Like I said, I don’t know what the stages of grief even are, but these are things I feel on a daily basis. Sadness. Guilt. Anger. Denial. I should also mention that I feel afraid. Afraid of losing someone else. Afraid that I am next.

But you might be surprised to hear I also feel thankful. Jen and I memorized 1 Thessalonians 5:16-18 with our Bible study girls years ago and it is the only verse that I still have memorized all this time later. “Rejoice always. Pray continually. In all things, give thanks for this is God’s will for you in Christ Jesus.” Whenever I get to feeling sorry for myself, I stop myself and think about how blessed I am. Yes, how BLESSED I am. I would have nothing to mourn if I were not blessed in the first place. I have loved and lost more family than some people will ever have. Praise God that I had the privilege of having such an incredible, loving, faithful daddy and such brilliant, funny, talented siblings like Jen and Jake. If they weren’t so amazing, I would not be so sad. My sadness is a measure of their awesomeness. Praise God that I could carry my Luna those five months even if I never got to meet her.

And reflecting on the ones I have lost also makes me reflect on those I still have. My humble, strong, gracious mother. My beautiful, smart and funny children. My gorgeous genius of a husband. My loving, creative and sensitive sister Jes. My brothers. Jimbo – the teddy bear at heart who would prefer for everyone to think he’s heartless. Joe – the honorable, hard-working leader. Rico – the soft hearted one who is fiercely proud of his family. Jack – the selfless, giving and honest one. My nephews Alex (the deep, thoughtful, big-hearted one) and William (the fearless goofball). Chris who taught me how to serve the ones I love. Eeen who showed me how to take myself less seriously.

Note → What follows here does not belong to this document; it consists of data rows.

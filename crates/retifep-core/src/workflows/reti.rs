use crate::analysis::estimator::{FreeEnergyEstimator, FreeEnergyReport, WindowData};
use crate::core::models::system::MolecularSystem;
use crate::core::perturbation::table::PerturbationTable;
use crate::engine::builder::PerturbedSystemBuilder;
use crate::engine::checkpoint;
use crate::engine::config::RunConfig;
use crate::engine::error::EngineError;
use crate::engine::progress::{Progress, ProgressReporter};
use crate::engine::replica::{BlockReport, ReplicaEnsemble};
use crate::engine::sampler::Sampler;
use std::ops::ControlFlow;
use std::path::Path;
use tracing::{info, instrument};

/// Builds every λ window of `config.schedule` into a fresh ensemble.
#[instrument(skip_all, name = "reti_prepare")]
pub fn prepare(
    system: &MolecularSystem,
    table: &PerturbationTable,
    config: &RunConfig,
    reporter: &ProgressReporter,
) -> Result<ReplicaEnsemble, EngineError> {
    reporter.report(Progress::PhaseStart {
        name: "Preparing λ Windows",
    });
    info!(
        windows = config.schedule.len(),
        delta_lambda = config.delta_lambda,
        leg = ?config.leg,
        "Building perturbed systems."
    );

    let builder = PerturbedSystemBuilder::new(system, table, config);
    let ensemble = ReplicaEnsemble::from_builder(&builder, config)?;

    reporter.report(Progress::PhaseFinish);
    Ok(ensemble)
}

/// Samples `blocks` further blocks of `ensemble`.
///
/// After every completed block the whole ensemble is written to `checkpoint`, if
/// given, and then handed to `on_block`, which may stop the run early. A block that
/// fails leaves the previous checkpoint in place.
///
/// Returns the number of blocks completed by this call.
#[instrument(skip_all, name = "reti_sampling", fields(blocks = blocks))]
pub fn run<F>(
    ensemble: &mut ReplicaEnsemble,
    sampler: &dyn Sampler,
    blocks: u64,
    checkpoint: Option<&Path>,
    reporter: &ProgressReporter,
    mut on_block: F,
) -> Result<u64, EngineError>
where
    F: FnMut(&ReplicaEnsemble, &BlockReport) -> Result<ControlFlow<()>, EngineError>,
{
    reporter.report(Progress::PhaseStart { name: "Sampling" });
    info!(
        start_block = ensemble.blocks_completed() + 1,
        blocks, "Starting replica-exchange sampling."
    );

    let completed = ensemble.advance(blocks, sampler, reporter, |ensemble, report| {
        if let Some(path) = checkpoint {
            checkpoint::save(ensemble, path)?;
        }
        on_block(ensemble, report)
    })?;

    info!(
        completed,
        total = ensemble.blocks_completed(),
        "Sampling finished."
    );
    reporter.report(Progress::PhaseFinish);
    Ok(completed)
}

/// Computes TI, FEP and BAR profiles from everything the ensemble has accumulated.
#[instrument(skip_all, name = "reti_analysis")]
pub fn analyze(
    ensemble: &ReplicaEnsemble,
    reporter: &ProgressReporter,
) -> Result<FreeEnergyReport, EngineError> {
    reporter.report(Progress::PhaseStart {
        name: "Free-Energy Analysis",
    });

    let data = ensemble
        .windows()
        .iter()
        .map(WindowData::from_window)
        .collect::<Result<Vec<_>, _>>()?;
    let estimator = FreeEnergyEstimator::new(ensemble.sampling().beta());
    let report = estimator.estimate_all(&data)?;

    info!(
        ti = report.ti.delta_g(),
        ti_error = report.ti.error,
        fep = report.fep.delta_g(),
        fep_error = report.fep.error,
        bar = report.bar.delta_g(),
        "Free-energy estimates (kcal/mol)."
    );
    reporter.report(Progress::PhaseFinish);
    Ok(report)
}

#[cfg(test)]
mod tests {
    use super::*;
    use crate::analysis::estimator::EstimatorError;
    use crate::core::models::configuration::Configuration;
    use crate::core::models::space::Space;
    use crate::engine::sampler::{MoveStatistics, RigidBodyMonteCarlo};
    use crate::engine::system::PerturbedSystem;
    use crate::engine::testing::{ligand_in_water, ligand_table, run_config};
    use rand_chacha::ChaCha8Rng;
    use std::sync::atomic::{AtomicUsize, Ordering};
    use tempfile::tempdir;

    fn prepared(lambdas: &[f64]) -> ReplicaEnsemble {
        let system = ligand_in_water(Space::Cartesian, 2);
        let table = ligand_table();
        let config = run_config(lambdas);
        prepare(&system, &table, &config, &ProgressReporter::new()).unwrap()
    }

    fn keep_going(_: &ReplicaEnsemble, _: &BlockReport) -> Result<ControlFlow<()>, EngineError> {
        Ok(ControlFlow::Continue(()))
    }

    #[test]
    fn prepare_builds_one_window_per_lambda() {
        let ensemble = prepared(&[0.0, 0.25, 0.5, 1.0]);
        let lambdas: Vec<f64> = ensemble.windows().iter().map(|w| w.lambda()).collect();
        assert_eq!(lambdas, vec![0.0, 0.25, 0.5, 1.0]);
        assert_eq!(ensemble.blocks_completed(), 0);
    }

    #[test]
    fn run_checkpoints_every_completed_block() {
        let dir = tempdir().unwrap();
        let path = dir.path().join("run.json");
        let mut ensemble = prepared(&[0.0, 0.5, 1.0]);
        let sampler = RigidBodyMonteCarlo::new(ensemble.sampling());

        let mut seen = Vec::new();
        let completed = run(
            &mut ensemble,
            &sampler,
            2,
            Some(&path),
            &ProgressReporter::new(),
            |ens, report| {
                seen.push((report.block, checkpoint::load(&path)?.blocks_completed()));
                assert_eq!(ens.blocks_completed(), report.block);
                Ok(ControlFlow::Continue(()))
            },
        )
        .unwrap();

        assert_eq!(completed, 2);
        assert_eq!(seen, vec![(1, 1), (2, 2)]);
    }

    #[test]
    fn run_stops_when_the_callback_breaks() {
        let mut ensemble = prepared(&[0.0, 1.0]);
        let sampler = RigidBodyMonteCarlo::new(ensemble.sampling());
        let completed = run(
            &mut ensemble,
            &sampler,
            5,
            None,
            &ProgressReporter::new(),
            |_, _| Ok(ControlFlow::Break(())),
        )
        .unwrap();
        assert_eq!(completed, 1);
        assert_eq!(ensemble.blocks_completed(), 1);
    }

    /// Delegates to a real sampler until its call budget runs out, then fails.
    struct FailingSampler {
        inner: RigidBodyMonteCarlo,
        calls_left: AtomicUsize,
    }

    impl Sampler for FailingSampler {
        fn sample(
            &self,
            system: &mut PerturbedSystem,
            config: &mut Configuration,
            rng: &mut ChaCha8Rng,
            moves: usize,
        ) -> Result<MoveStatistics, EngineError> {
            let budget = self
                .calls_left
                .fetch_update(Ordering::SeqCst, Ordering::SeqCst, |n| n.checked_sub(1));
            if budget.is_err() {
                return Err(EngineError::NumericOverflow {
                    window: None,
                    term: "ref:hard-solvent".to_string(),
                });
            }
            self.inner.sample(system, config, rng, moves)
        }
    }

    #[test]
    fn failed_block_leaves_the_last_checkpoint_untouched() {
        let dir = tempdir().unwrap();
        let path = dir.path().join("run.json");
        let mut ensemble = prepared(&[0.0, 1.0]);
        // run_config samples 20 moves every 5: four sampler calls per window per block
        let sampler = FailingSampler {
            inner: RigidBodyMonteCarlo::new(ensemble.sampling()),
            calls_left: AtomicUsize::new(8),
        };

        let err = run(
            &mut ensemble,
            &sampler,
            3,
            Some(&path),
            &ProgressReporter::new(),
            keep_going,
        )
        .unwrap_err();

        assert!(matches!(err, EngineError::NumericOverflow { window: Some(_), .. }));
        assert_eq!(checkpoint::load(&path).unwrap().blocks_completed(), 1);
    }

    #[test]
    fn analyze_produces_finite_estimates_on_a_common_grid() {
        let mut ensemble = prepared(&[0.0, 0.5, 1.0]);
        let sampler = RigidBodyMonteCarlo::new(ensemble.sampling());
        run(
            &mut ensemble,
            &sampler,
            2,
            None,
            &ProgressReporter::new(),
            keep_going,
        )
        .unwrap();

        let report = analyze(&ensemble, &ProgressReporter::new()).unwrap();
        for estimate in [&report.ti, &report.fep, &report.bar] {
            assert!(estimate.delta_g().is_finite());
            assert!(estimate.error.is_finite());
        }
        assert_eq!(report.fep.pmf.len(), 3);
        assert_eq!(report.bar.pmf.len(), 3);
        assert_eq!(report.ti.pmf.len(), 3);
    }

    #[test]
    fn analyze_before_sampling_reports_missing_samples() {
        let ensemble = prepared(&[0.0, 1.0]);
        let err = analyze(&ensemble, &ProgressReporter::new()).unwrap_err();
        assert!(matches!(
            err,
            EngineError::Estimation(EstimatorError::NoSamples { window: 0 })
        ));
    }
}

Erica who loves others so completely and openly. Em-E who is the epitome of patience and loyalty. Bean and Jeff who make Christ such a focus in their family. Gene and Mer who give so much of themselves to others. Mama and Pop Korn who are hands down the most generous people I know. I really wish I could go on and list everyone, but I would never be able to stop. The rest of my extended family. My coworkers. My friends. My students. My Bible study girls and church family. Seriously, how can I not feel blessed?! And I am thankful.

Even when I am sad, I am thankful. Angry? Thankful. Guilty and thankful. In denial, but thankful. In all things I am thankful. When Jake died, I would try to pray, but the only thing that I could say was “Thank you, God, for everything. I don’t deserve anything.” That gets me through even my hardest days.

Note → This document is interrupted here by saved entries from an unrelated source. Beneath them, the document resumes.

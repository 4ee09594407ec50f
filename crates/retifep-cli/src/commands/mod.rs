pub mod analyze;
pub mod run;
//! # Analysis Module
//!
//! Free-energy estimators over the statistics accumulated by the λ windows of a
//! replica-exchange run.
//!
//! ## Architecture
//!
//! - **Profiles** ([`pmf`]) - Potentials of mean force along λ and their directional estimates
//! - **Estimators** ([`estimator`]) - Thermodynamic integration, exponential averaging (FEP)
//!   and Bennett's acceptance ratio (BAR)
//!
//! Every estimate carries a forward and a backward profile. Their disagreement at
//! λ = 1 is the reported error, which makes hysteresis between the two directions
//! visible without a separate error analysis.

pub mod estimator;
pub mod pmf;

But today is Easter. Easter is the day I celebrate the ultimate “thank you for everything – I don’t deserve anything.” Not only does Christ save me from a lifetime of sin, but He makes it possible for me to see Jake, Luna, Jen and my daddy again. As if heaven couldn’t get any better! Today I celebrate Christ’s triumph over death and I celebrate it extra because His triumph over death has already given me hope for the future.

We asked Bo what Easter means for our loved ones who are already dead and he said, “It means they get to rise from the dead. And me too.” Two minutes later, he came back distraught because he wanted us to understand that he knew he had to die first before he could rise from the dead. How I wish everyone had that perspective of death. As a stepping stone to resurrection. So today I remember that. In order to rise, we must first die.